Ties with other Upper Valley towns, present since the Revolutionary War era attempt to secede from New Hampshire, have become ever stronger through the years, as Lyme people participated in the growth first of Dartmouth College in nearby Hanover, and then in the development of its medical school and the Dartmouth Hitchcock Medical Center. The connection with the college remains firm as a number of graduates settled in Lyme after completing their careers. Lyme’s population has become a comfortable combination of those whose families have called it home for generations, and those drawn to the town by its natural beauty and its nearness to an engaging cultural center.
Lyme has always appealed to those who appreciate the outdoors, and outdoor recreation is an important part of life here. The Appalachian Trail runs through the eastern part of town over Holt’s Ledge and Smarts Mountain. The Dartmouth Skiway occupies the slopes of Holts and Winslow, straddling the old Grafton Turnpike. Post Pond is popular in winter for ice skating and fishing. Public trails on town conservation land offer hiking, snowshoeing, and cross country skiing, and the Lyme Pinnacle Snowmobile Club’s energetic membership maintains miles of trails. Lyme’s youth and adults participate in a wide variety of sports.
Townspeople have a talent for organizing celebrations and special events to bring the community together, whether it’s the Pumpkin Festival on the Common, Old Home Day parades through the two villages, or the annual Fourth of July celebration at Post Pond.

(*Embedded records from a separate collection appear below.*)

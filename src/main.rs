use sayu_apt::{Config, run};

fn main() -> anyhow::Result<()> {
    let config = Config::load()?;
    let worker_threads = config.general.worker_threads;

    let mut builder = tokio::runtime::Builder::new_multi_thread();
    builder.enable_all();

    if worker_threads > 0 {
        builder.worker_threads(worker_threads);
    }

    let runtime = builder.build()?;
    runtime.block_on(run())
}
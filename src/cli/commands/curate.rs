use anyhow::Context;

use crate::config::Config;
use crate::services::ClassificationService;

pub async fn cmd_curate(config: &Config, id_str: &str, file: &str) -> anyhow::Result<()> {
    let id = super::parse_artist_id(id_str)?;
    let raw = tokio::fs::read_to_string(file)
        .await
        .with_context(|| format!("Failed to read profile from {file}"))?;

    let service = super::build_classification_service(config).await?;
    let profile = service.curate(id, &raw).await?;

    let code = profile
        .primary()
        .map_or_else(|| "?".to_string(), |c| c.to_string());
    println!("✓ Stored expert preset {code} for artist {id}");
    println!("  It will be kept by batch runs unless --force is given.");
    Ok(())
}
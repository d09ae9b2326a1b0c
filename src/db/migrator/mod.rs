use sea_orm_migration::prelude::*;

mod m20260301_initial;
mod m20260305_add_evidence_cache;
mod m20260309_add_classification_claims;

pub struct Migrator;

#[async_trait::async_trait]
impl MigratorTrait for Migrator {
    fn migrations() -> Vec<Box<dyn MigrationTrait>> {
        vec![
            Box::new(m20260301_initial::Migration),
            Box::new(m20260305_add_evidence_cache::Migration),
            Box::new(m20260309_add_classification_claims::Migration),
        ]
    }
}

Both the Lyme Congregational Church and the First Baptist Church of Lyme are settings for secular community events as well as religious worship.
Active participation in the life of the town has always been valued, and Lyme has a strong tradition of volunteerism and neighborly support. Lyme is fortunate that its citizens continue to take an active interest in local civic responsibility, and governs itself through decisions made at Town Meeting. Although business today is far-reaching as Lyme workers telecommute long distances, the center of commerce remains the family-owned hardware and country stores that have served the town since the 1800s.